After submitting, the card shows a status chip — Going, Not going, or Waitlisted #3 if capacity was reached and the waitlist is enabled.

Treatment claim flow

Display-only and shared-code treatments require no claim — they show up immediately with a Copy button for the code. For limited-quantity or unique-code treatments, the guest taps Claim to lock in their slot. If the treatment allows specifying who it applies to, the guest first ticks the boxes for which members of their party the perk covers.

Tracking responses & exporting CSV

Open any sub-event or treatment from the dashboard panel to see live stats inside the editor drawer:

  • Sub-events: counts of accepted, declined, waitlisted, and pending — plus an Export CSV button that downloads every response with guest contact info, attendee names, and timestamps.
  • Special treatments: counts of assigned, claimed, and redeemed — with an Export CSV that includes unique codes, who the treatment applies to, and redemption state.

CSVs use semicolons as separators (matching the main guest list export) and open cleanly in Excel, Numbers, and Google Sheets.

Tips & patterns

Wedding multi-day flow

A great default for weddings:

  • Welcome dinner (Friday) — tag-gated to out-of-town-family. Capacity 30.
  • Ceremony (Saturday afternoon) — public, no plus-ones beyond party size.
  • Reception (Saturday evening) — public, depends-on the ceremony.
  • Sunday brunch (Sunday morning) — tag-gated to wedding-party + immediate-family.

Pair with treatments:

  • "Marriott Downtown — 20% off room block, code WEDDING2026" → tag out-of-town-family
  • "$40 Uber credit (unique per guest)" → tag out-of-town-family
  • "Welcome bag at your hotel" → tag wedding-party
  • "VIP lounge access" → tag wedding-party, private

Conference VIP track

  • Main conference — public
  • VIP networking dinner (Thursday night) — explicit access only, capacity 50, dependency on main accepted
  • Speaker breakfast (Friday) — tag-gated to speakers

Treatments:

  • "Premium hotel block — code CONF26" (shared code) → tag out-of-town
  • "Backstage pass" (limited quantity 25) → first-come first-served, no tag

Surprise event

  • Tag-gate the surprise to a small list of close friends + set an Access code. The friends still need to enter the code on their invitation to see the card. The rest of the guests are completely unaware it exists.

Frequently asked questions

Q: Can a guest RSVP to a sub-event without accepting the main one? A: No. Sub-events only appear after the main RSVP is accepted. Declining the main RSVP hides all extras.

Q: What happens if I change a sub-event's capacity after people have RSVPed? A: Existing accepted responses stay valid. New RSVPs are checked against the new capacity. If you lower it below the current count, no one is removed — but the next person to RSVP either gets blocked or goes to the waitlist (depending on your settings).

Q: Can I assign a treatment to one specific guest without using tags? A: Yes. The Guests tab lets you assign treatments individually. This is also how the "Private" toggle is intended to work — private treatments don't auto-assign from tags; they require explicit per-guest assignment.

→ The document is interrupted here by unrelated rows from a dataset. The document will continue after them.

//! Gantry: a configuration-driven contract deployment orchestrator.
//!
//! Given a contract name, a target network and constructor arguments, gantry
//! resolves the network's endpoint and signing credential, loads the compiled
//! artifact, validates and encodes the constructor arguments, submits the
//! deployment transaction and waits for it to be included, then reports the
//! contract address and transaction hash.

pub mod args;
pub mod cmd;
pub mod factory;
pub mod nonce;
pub mod opts;
pub mod orchestrator;
pub mod transport;

pub use orchestrator::{
    DeployError, DeploymentRequest, DeploymentResult, Orchestrator, Stage,
};
//! Gantry configuration.
//!
//! Configuration is layered the same way for every invocation: built-in
//! defaults, then `gantry.toml` in the working directory, then `GANTRY_*`
//! environment variables. Signing credentials are never stored in the file
//! layer by convention; they are hydrated from the process environment once,
//! at load time.

mod registry;

pub use registry::{DEV_PRIVATE_KEY, NetworkConfig, NetworkRegistry, ResolvedNetwork};

use figment::{
    Figment,
    providers::{Env, Format, Serialized, Toml},
};
use serde::{Deserialize, Serialize};
use std::{collections::BTreeMap, path::PathBuf};
use tracing::debug;

/// Errors produced while loading or resolving configuration.
#[derive(Debug, thiserror::Error)]
pub enum ConfigError {
    /// The requested network is not present in the registry.
    #[error("unknown network `{name}` (known networks: {known})")]
    UnknownNetwork { name: String, known: String },
    /// The selected network has no signing credential.
    #[error(
        "no signing credential configured for network `{0}`; set `PRIVATE_KEY` or `networks.{0}.private_key`"
    )]
    MissingCredential(String),
    /// The selected network's endpoint references an unset environment variable.
    #[error("environment variable `{var}` referenced by network `{network}` is not set")]
    MissingEnv { network: String, var: String },
    /// The selected network's endpoint has an unterminated `${` placeholder.
    #[error("unterminated `${{` placeholder in endpoint for network `{0}`")]
    UnterminatedPlaceholder(String),
    /// The layered configuration could not be extracted.
    #[error(transparent)]
    Extract(#[from] figment::Error),
}

/// Top-level gantry configuration.
#[derive(Clone, Debug, PartialEq, Serialize, Deserialize)]
pub struct Config {
    /// Directory holding compiled contract artifacts (build output).
    pub artifacts: PathBuf,
    /// Seconds to wait for a submitted transaction to be included.
    pub transaction_timeout: u64,
    /// Seconds between receipt polls while waiting for inclusion.
    pub poll_interval: u64,
    /// The network table, keyed by logical network name.
    pub networks: BTreeMap<String, NetworkConfig>,
}

impl Default for Config {
    fn default() -> Self {
        Self {
            artifacts: PathBuf::from("artifacts"),
            transaction_timeout: 120,
            poll_interval: 3,
            networks: registry::default_networks(),
        }
    }
}

impl Config {
    /// Default configuration file name, looked up in the working directory.
    pub const FILE_NAME: &'static str = "gantry.toml";

    /// Environment variable holding the shared deployer key.
    pub const PRIVATE_KEY_ENV: &'static str = "PRIVATE_KEY";

    /// Returns the figment layering used by [`Config::load`].
    pub fn figment() -> Figment {
        Figment::from(Serialized::defaults(Self::default()))
            .merge(Toml::file(Self::FILE_NAME))
            .merge(Env::prefixed("GANTRY_"))
    }

    /// Loads the layered configuration and hydrates credentials from the
    /// environment.
    pub fn load() -> Result<Self, ConfigError> {
        let mut config: Self = Self::figment().extract()?;
        config.hydrate_credentials();
        debug!(networks = config.networks.len(), "configuration loaded");
        Ok(config)
    }

    /// Networks without an explicit key inherit the process-wide
    /// `PRIVATE_KEY`, the single deployer key shared across remote networks.
    fn hydrate_credentials(&mut self) {
        if let Ok(key) = std::env::var(Self::PRIVATE_KEY_ENV) {
            for network in self.networks.values_mut() {
                if network.private_key.is_none() {
                    network.private_key = Some(key.clone());
                }
            }
        }
    }

    /// Builds the immutable network registry for this configuration.
    pub fn registry(&self) -> NetworkRegistry {
        NetworkRegistry::new(self.networks.clone())
    }
}
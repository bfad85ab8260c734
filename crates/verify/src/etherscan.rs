//! Etherscan-compatible verification submitter.

use crate::{VerificationProvider, VerificationRequest, VerifyError};
use async_trait::async_trait;
use serde::Deserialize;
use tracing::debug;

/// Explorer endpoint and API key variable per network.
///
/// Polygon networks use Polygonscan with its own key; everything else goes
/// through Etherscan.
const EXPLORERS: &[(&str, &str, &str)] = &[
    ("mainnet", "https://api.etherscan.io/api", "ETHERSCAN_API_KEY"),
    ("goerli", "https://api-goerli.etherscan.io/api", "ETHERSCAN_API_KEY"),
    ("sepolia", "https://api-sepolia.etherscan.io/api", "ETHERSCAN_API_KEY"),
    ("polygon", "https://api.polygonscan.com/api", "POLYGONSCAN_API_KEY"),
    ("mumbai", "https://api-testnet.polygonscan.com/api", "POLYGONSCAN_API_KEY"),
];

/// Every Etherscan-family response wraps its payload the same way.
#[derive(Debug, Deserialize)]
struct ResponseEnvelope {
    status: String,
    message: String,
    result: String,
}

impl ResponseEnvelope {
    fn into_result(self) -> Result<String, VerifyError> {
        if self.status == "1" {
            Ok(self.result)
        } else {
            Err(VerifyError::Rejected { message: self.message, result: self.result })
        }
    }
}

/// Thin client for the Etherscan-compatible verification API.
#[derive(Clone, Debug)]
pub struct EtherscanVerifier {
    api_url: String,
    api_key: String,
    client: reqwest::Client,
}

impl EtherscanVerifier {
    pub fn new(api_url: impl Into<String>, api_key: impl Into<String>) -> Self {
        Self {
            api_url: api_url.into(),
            api_key: api_key.into(),
            client: reqwest::Client::new(),
        }
    }

    /// Picks the explorer endpoint and API key for a configured network.
    ///
    /// Without an explicit key the per-explorer environment variable is
    /// consulted, matching how the deployment targets have always been set
    /// up.
    pub fn for_network(network: &str, api_key: Option<String>) -> Result<Self, VerifyError> {
        let entry = EXPLORERS
            .iter()
            .find(|entry| entry.0 == network)
            .ok_or_else(|| VerifyError::UnsupportedNetwork(network.to_string()))?;
        let (api_url, key_var) = (entry.1, entry.2);
        let api_key = match api_key {
            Some(key) => key,
            None => std::env::var(key_var).map_err(|_| VerifyError::MissingApiKey {
                network: network.to_string(),
                var: key_var,
            })?,
        };
        Ok(Self::new(api_url, api_key))
    }
}

#[async_trait]
impl VerificationProvider for EtherscanVerifier {
    async fn submit(&self, request: &VerificationRequest) -> Result<String, VerifyError> {
        let mut form = vec![
            ("apikey", self.api_key.clone()),
            ("module", "contract".to_string()),
            ("action", "verifysourcecode".to_string()),
            ("chainid", request.chain_id.to_string()),
            ("contractaddress", request.contract_address.to_string()),
            ("contractname", request.contract_name.clone()),
        ];
        if let Some(args) = &request.constructor_args {
            // Etherscan spells this field `constructorArguements`.
            form.push(("constructorArguements", args.clone()));
        }
        debug!(contract = %request.contract_name, network = %request.network, "submitting verification");
        let response: ResponseEnvelope =
            self.client.post(&self.api_url).form(&form).send().await?.json().await?;
        response.into_result()
    }

    async fn check(&self, guid: &str) -> Result<String, VerifyError> {
        let query = [
            ("apikey", self.api_key.as_str()),
            ("module", "contract"),
            ("action", "checkverifystatus"),
            ("guid", guid),
        ];
        let response: ResponseEnvelope =
            self.client.get(&self.api_url).query(&query).send().await?.json().await?;
        response.into_result()
    }
}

Q: Do guests get an email or SMS reminder for sub-events? A: The current beta surfaces sub-events on the invitation itself. Per-sub-event reminders are on the roadmap — we'll wire them into the existing SMS/email scheduling.

Q: Can guests change their mind after accepting a sub-event? A: Yes, until the sub-event's RSVP deadline. Decline simply swaps the status — the seat is freed back into the capacity, and the next waitlisted RSVP can be promoted.

Q: What about translations? I run events in multiple languages. A: The UI strings are translated alongside the rest of the dashboard and invitation. Sub-event names, descriptions, dress codes, and treatment content live in the database in whatever language you write them in — we don't auto-translate user content.

Q: How are exports formatted? A: Semicolon-delimited CSV, UTF-8 encoded, same format as the main guest list export. Columns include guest contact info, status, attendee names, tags, and timestamps. Treatment exports also include unique codes and redemption state.